Step one was suspending the idea that everyone in his or her right mind sees the world as I do. This normal assumption has limitations. Feed a hundred computers in good working order the same problem and they’ll arrive at the same conclusion. But how they get there depends on operating system and software. A skilled computer tech doesn’t suggest that the owner of a Windows machine minimize all windows by pressing Option-Command-M. Multiply such inconsistencies by a humongous factor when dealing with minds. But the tech principle remains the same. It’s usually best to work within a client’s operating system, software and relevant environment—such as family—even when that’s foreign territory. At Blue Ridge we tried to get far enough inside our patients’ heads to help them apply their own rules in a rut-busting capacity.
The lesson of the whore in church stuck with me, too. Presenting the familiar in a surprising light can be liberating. As a tactic, it had obvious psychotherapeutic applications. I wasn’t the first to realize that, not by a long shot, but Blue Ridge therapists and I studied the techniques of its pioneers. A woman complaining of headaches doesn’t necessarily have to admit to herself that she’s pissed at her lay-about husband for expecting dinner when she returns from work. Since he cooks when she has a headache, might she fake one if she comes home really tired? Turns out she can. Problem solved.

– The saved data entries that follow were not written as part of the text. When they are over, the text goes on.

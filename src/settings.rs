//! Settings file.

use std::path::Path;

use anyhow::{Context, Result};
use rivulet_graph::NetworkConfig;
use rivulet_registry::RegistryConfig;
use serde::Deserialize;

/// Contents of the JSON settings file. Every section is optional.
#[derive(Debug, Default, Deserialize)]
#[serde(default)]
pub struct Settings {
  pub network: NetworkConfig,
  pub registry: RegistryConfig,
  /// Log filter directive used when neither `--log` nor `RUST_LOG` is set.
  pub log_filter: Option<String>,
}

impl Settings {
  /// Load settings from `path`, or defaults when no path is given.
  pub fn load(path: Option<&Path>) -> Result<Self> {
    let Some(path) = path else {
      return Ok(Self::default());
    };

    let content = std::fs::read_to_string(path)
      .with_context(|| format!("failed to read settings file: {}", path.display()))?;
    serde_json::from_str(&content)
      .with_context(|| format!("failed to parse settings file: {}", path.display()))
  }
}
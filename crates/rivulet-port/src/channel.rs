//! Typed, capacity-bounded FIFO channels.
//!
//! A [`Channel`] connects one receiving endpoint to any number of sending
//! endpoints. The channel owns its sending half; endpoints borrow a clone of
//! it for the duration of a send. [`Channel::close`] drops that sending half,
//! which is the single real close of the channel: queued values are still
//! drained, after which receivers observe end-of-stream.

use std::any::Any;
use std::fmt;
use std::sync::atomic::{AtomicU64, Ordering};
use std::sync::{Arc, Mutex, PoisonError};

use tokio::sync::mpsc;

use crate::error::{SendError, TrySendError};
use crate::port::ElementType;
use crate::refcount::SenderCount;

static NEXT_CHANNEL_ID: AtomicU64 = AtomicU64::new(1);

/// Process-unique channel identity.
#[derive(Debug, Clone, Copy, PartialEq, Eq, Hash, PartialOrd, Ord)]
pub struct ChannelId(u64);

impl ChannelId {
  fn next() -> Self {
    Self(NEXT_CHANNEL_ID.fetch_add(1, Ordering::Relaxed))
  }
}

impl fmt::Display for ChannelId {
  fn fmt(&self, f: &mut fmt::Formatter<'_>) -> fmt::Result {
    write!(f, "#{}", self.0)
  }
}

struct Inner<T> {
  id: ChannelId,
  capacity: usize,
  senders: SenderCount,
  tx: Mutex<Option<mpsc::Sender<T>>>,
  rx: tokio::sync::Mutex<mpsc::Receiver<T>>,
}

/// Shared handle to a typed message queue.
///
/// Cloning is shallow: every clone refers to the same queue.
pub struct Channel<T> {
  inner: Arc<Inner<T>>,
}

impl<T> Clone for Channel<T> {
  fn clone(&self) -> Self {
    Self {
      inner: self.inner.clone(),
    }
  }
}

impl<T> fmt::Debug for Channel<T> {
  fn fmt(&self, f: &mut fmt::Formatter<'_>) -> fmt::Result {
    f.debug_struct("Channel")
      .field("id", &self.inner.id)
      .field("capacity", &self.inner.capacity)
      .field("senders", &self.inner.senders.get())
      .finish()
  }
}

impl<T> Channel<T> {
  pub fn id(&self) -> ChannelId {
    self.inner.id
  }

  /// Requested buffer capacity.
  pub fn capacity(&self) -> usize {
    self.inner.capacity
  }

  /// Sender endpoints attached to this channel.
  pub fn senders(&self) -> &SenderCount {
    &self.inner.senders
  }

  /// Close the channel. Returns `true` only for the call that closed it.
  pub fn close(&self) -> bool {
    self
      .inner
      .tx
      .lock()
      .unwrap_or_else(PoisonError::into_inner)
      .take()
      .is_some()
  }

  /// Whether the channel stopped accepting new values.
  pub fn is_closed(&self) -> bool {
    self
      .inner
      .tx
      .lock()
      .unwrap_or_else(PoisonError::into_inner)
      .is_none()
  }

  fn sending_half(&self) -> Option<mpsc::Sender<T>> {
    self
      .inner
      .tx
      .lock()
      .unwrap_or_else(PoisonError::into_inner)
      .clone()
  }
}

impl<T: Send + 'static> Channel<T> {
  /// Create a channel buffering up to `capacity` values.
  ///
  /// A capacity of zero requests an unbuffered channel. tokio queues need at
  /// least one slot, so such a channel holds a single value and the sender
  /// resumes as soon as it is queued.
  pub fn new(capacity: usize) -> Self {
    let (tx, rx) = mpsc::channel(capacity.max(1));
    Self {
      inner: Arc::new(Inner {
        id: ChannelId::next(),
        capacity,
        senders: SenderCount::new(),
        tx: Mutex::new(Some(tx)),
        rx: tokio::sync::Mutex::new(rx),
      }),
    }
  }

  /// Send a value, waiting for a free slot.
  pub async fn send(&self, value: T) -> Result<(), SendError<T>> {
    let Some(tx) = self.sending_half() else {
      return Err(SendError(value));
    };
    tx.send(value).await.map_err(|e| SendError(e.0))
  }

  /// Send a value only if a slot is free right now.
  pub fn try_send(&self, value: T) -> Result<(), TrySendError<T>> {
    let Some(tx) = self.sending_half() else {
      return Err(TrySendError::Closed(value));
    };
    tx.try_send(value).map_err(|e| match e {
      mpsc::error::TrySendError::Full(value) => TrySendError::Full(value),
      mpsc::error::TrySendError::Closed(value) => TrySendError::Closed(value),
    })
  }

  /// A sending handle that keeps the channel open until it is dropped.
  ///
  /// Returns `None` if the channel is already closed.
  pub fn sender(&self) -> Option<SendHandle<T>> {
    self.sending_half().map(|tx| SendHandle { tx })
  }

  /// Receive the next value. Returns `None` once the channel is closed and
  /// drained.
  pub async fn recv(&self) -> Option<T> {
    let mut rx = self.inner.rx.lock().await;
    rx.recv().await
  }

  /// Type-erased handle used by the wiring engine.
  pub fn erase(&self) -> AnyChannel {
    AnyChannel {
      id: self.id(),
      element: ElementType::of::<T>(),
      capacity: self.capacity(),
      senders: self.inner.senders.clone(),
      inner: Arc::new(self.clone()),
    }
  }
}

/// A cloned sending half. While alive, the queue stays open for it even if
/// the channel is closed.
pub struct SendHandle<T> {
  tx: mpsc::Sender<T>,
}

impl<T> SendHandle<T> {
  pub async fn send(&self, value: T) -> Result<(), SendError<T>> {
    self.tx.send(value).await.map_err(|e| SendError(e.0))
  }
}

trait ErasedChannel: Send + Sync {
  fn as_any(&self) -> &dyn Any;
  fn close(&self) -> bool;
  fn is_closed(&self) -> bool;
}

impl<T: Send + 'static> ErasedChannel for Channel<T> {
  fn as_any(&self) -> &dyn Any {
    self
  }

  fn close(&self) -> bool {
    Channel::close(self)
  }

  fn is_closed(&self) -> bool {
    Channel::is_closed(self)
  }
}

/// Type-erased channel handle carrying its element type tag.
#[derive(Clone)]
pub struct AnyChannel {
  id: ChannelId,
  element: ElementType,
  capacity: usize,
  senders: SenderCount,
  inner: Arc<dyn ErasedChannel>,
}

impl AnyChannel {
  pub fn id(&self) -> ChannelId {
    self.id
  }

  pub fn element_type(&self) -> ElementType {
    self.element
  }

  pub fn capacity(&self) -> usize {
    self.capacity
  }

  pub fn senders(&self) -> &SenderCount {
    &self.senders
  }

  pub fn close(&self) -> bool {
    self.inner.close()
  }

  pub fn is_closed(&self) -> bool {
    self.inner.is_closed()
  }

  /// Recover the typed channel. Returns `None` on an element type mismatch.
  pub fn downcast<T: Send + 'static>(&self) -> Option<Channel<T>> {
    self.inner.as_any().downcast_ref::<Channel<T>>().cloned()
  }
}

impl fmt::Debug for AnyChannel {
  fn fmt(&self, f: &mut fmt::Formatter<'_>) -> fmt::Result {
    f.debug_struct("AnyChannel")
      .field("id", &self.id)
      .field("element", &self.element)
      .field("capacity", &self.capacity)
      .field("senders", &self.senders.get())
      .finish()
  }
}
use serde::{Deserialize, Serialize};

/// Registry settings.
#[derive(Debug, Clone, Default, PartialEq, Eq, Serialize, Deserialize)]
#[serde(default)]
pub struct RegistryConfig {
  /// Maximum number of registered types. Unbounded when absent.
  pub capacity: Option<usize>,
}
//! Network scheduler.
//!
//! Starting a network delivers its IIPs, spawns every process on its own
//! task, and returns a [`Wait`] that resolves once all of them have
//! finished.

use std::panic::AssertUnwindSafe;

use futures::FutureExt;
use rivulet_port::Direction;
use tokio::sync::watch;
use tokio::task::JoinSet;
use tracing::{Instrument, debug, error, info, info_span, warn};
use uuid::Uuid;

use crate::iip::Delivery;
use crate::network::Network;
use crate::process::Process;

/// Completion handle of a running network.
#[derive(Debug, Clone)]
pub struct Wait {
  done: watch::Receiver<bool>,
}

impl Wait {
  fn new() -> (watch::Sender<bool>, Self) {
    let (tx, done) = watch::channel(false);
    (tx, Self { done })
  }

  /// Wait until every process of the network has finished.
  pub async fn wait(&self) {
    let mut done = self.done.clone();
    // An error means the supervisor is gone, which also ends the run.
    let _ = done.wait_for(|finished| *finished).await;
  }

  /// Block the current thread until the network has finished. Must not be
  /// called from within an async context.
  pub fn blocking_wait(&self) {
    futures::executor::block_on(self.wait());
  }

  pub fn is_done(&self) -> bool {
    *self.done.borrow()
  }
}

enum Finished {
  Process { name: String, panicked: bool },
  Iip { address: String },
}

/// Start `network`. See [`Network::run`].
pub fn run(network: Network) -> Wait {
  network.run()
}

impl Network {
  /// Start the network on the current tokio runtime.
  ///
  /// IIPs are delivered before any process starts, including those of
  /// nested networks. An IIP whose target channel is already full at start
  /// is sent as soon as a slot frees, so it queues behind the values
  /// already buffered there. The returned handle resolves after the last
  /// process finishes, whether it returned or panicked.
  pub fn run(mut self) -> Wait {
    let run_id = Uuid::new_v4();
    let span = info_span!("network_run", run_id = %run_id);
    let _entered = span.enter();

    let (done, wait) = Wait::new();
    let mut tasks = JoinSet::new();

    info!(
      processes = self.processes.len(),
      iips = self.iips.len(),
      "network_started"
    );

    self.deliver_iips(&mut tasks);

    for (name, process) in std::mem::take(&mut self.processes) {
      let process_span = info_span!("process", name = %name);
      tasks.spawn(
        async move {
          let outcome = AssertUnwindSafe(process.run()).catch_unwind().await;
          Finished::Process {
            name,
            panicked: outcome.is_err(),
          }
        }
        .instrument(process_span),
      );
    }

    tokio::spawn(supervise(tasks, done).instrument(span.clone()));
    wait
  }

  /// Deliver this network's IIPs, then those of every nested network, so
  /// all of them land before the first process is spawned.
  fn deliver_iips(&mut self, tasks: &mut JoinSet<Finished>) {
    let capacity = self.config.buffer_size;
    let iips = std::mem::take(&mut self.iips);

    for (address, iip) in iips {
      let element = iip.element;
      let port = match self.resolve_port(&address, Direction::Receive) {
        Ok(port) => port,
        Err(err) => {
          warn!(address = %address, error = %err, "iip_dropped");
          continue;
        }
      };

      match iip.deliver(port, capacity) {
        Ok(Delivery::Sent) => {
          debug!(address = %address, element = %element, "iip_delivered");
        }
        Ok(Delivery::Deferred(send)) => {
          debug!(address = %address, element = %element, "iip_deferred");
          let address = address.to_string();
          tasks.spawn(async move {
            send.await;
            Finished::Iip { address }
          });
        }
        Ok(Delivery::Dropped) => {
          warn!(address = %address, reason = "channel closed", "iip_dropped");
        }
        Err(err) => {
          warn!(address = %address, error = %err, "iip_dropped");
        }
      }
    }

    for process in self.processes.values_mut() {
      if let Process::Network(network) = process {
        network.deliver_iips(tasks);
      }
    }
  }
}

async fn supervise(mut tasks: JoinSet<Finished>, done: watch::Sender<bool>) {
  let mut panicked = 0usize;

  while let Some(result) = tasks.join_next().await {
    match result {
      Ok(Finished::Process {
        name,
        panicked: false,
      }) => {
        debug!(process = %name, "process_finished");
      }
      Ok(Finished::Process {
        name,
        panicked: true,
      }) => {
        panicked += 1;
        error!(process = %name, "process_panicked");
      }
      Ok(Finished::Iip { address }) => {
        debug!(address = %address, "iip_delivered");
      }
      Err(err) => {
        error!(error = %err, "task_failed");
      }
    }
  }

  info!(panicked, "network_finished");
  done.send_replace(true);
}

After leaving medicine I became interested in rut-busting processes that don’t require professional assistance. We all have unconscious habits that outlive their usefulness. How do they get broken? Dislocations: births, deaths, and job losses will do it. So can art. At a pragmatic level, art pays its cultural keep not only by crystallizing understandings but also by enticing us to question what we think we know. Art suggests the possibility of alternatives.
Whether I’m producing fiction or nonfiction, the potential for shaking things up in a constructive manner still informs my wording decisions. The guy who made the comment about the sweating whore couldn’t have anticipated its effect on me. But his choice not to settle for “nervous” gave me the space to notice an unexpected doorway. Would I have discovered it otherwise? Maybe.
Such doorways appear whenever a person or character behaves in an unanticipated manner. I have to rethink my assumptions about them. In the novel I’m working on now, none of the point of view characters are quite the people I first imagined. Xan, the young man, is less up front with his dark side than the Jack White-type musician I assumed him to be. As he unfolds his experience, I begin to understand why. His girlfriend, Caitlin, is surprisingly impulsive. Her buttoned-down dad, the third POV voice, harbors a latent wildness as well. Developing a better understanding of their psyches tells me how they’re likely to do what they do. The narrative becomes more theirs, less mine.
I used the same approach for the short stories in MacTiernan’s Bottle. Readers have been surprised at the range of protagonists. There’s a nineteenth century Ukrainian peasant girl, a bitter Korean War vet, an elderly couple, a bereaved New York City attorney, a disapproving daughter, etc. As their stories presented themselves I was aware of desiring the variety. Only after publication did I stop to ask myself how these characters are able to come across as themselves. To the extent that they do, it’s because I got inside their heads.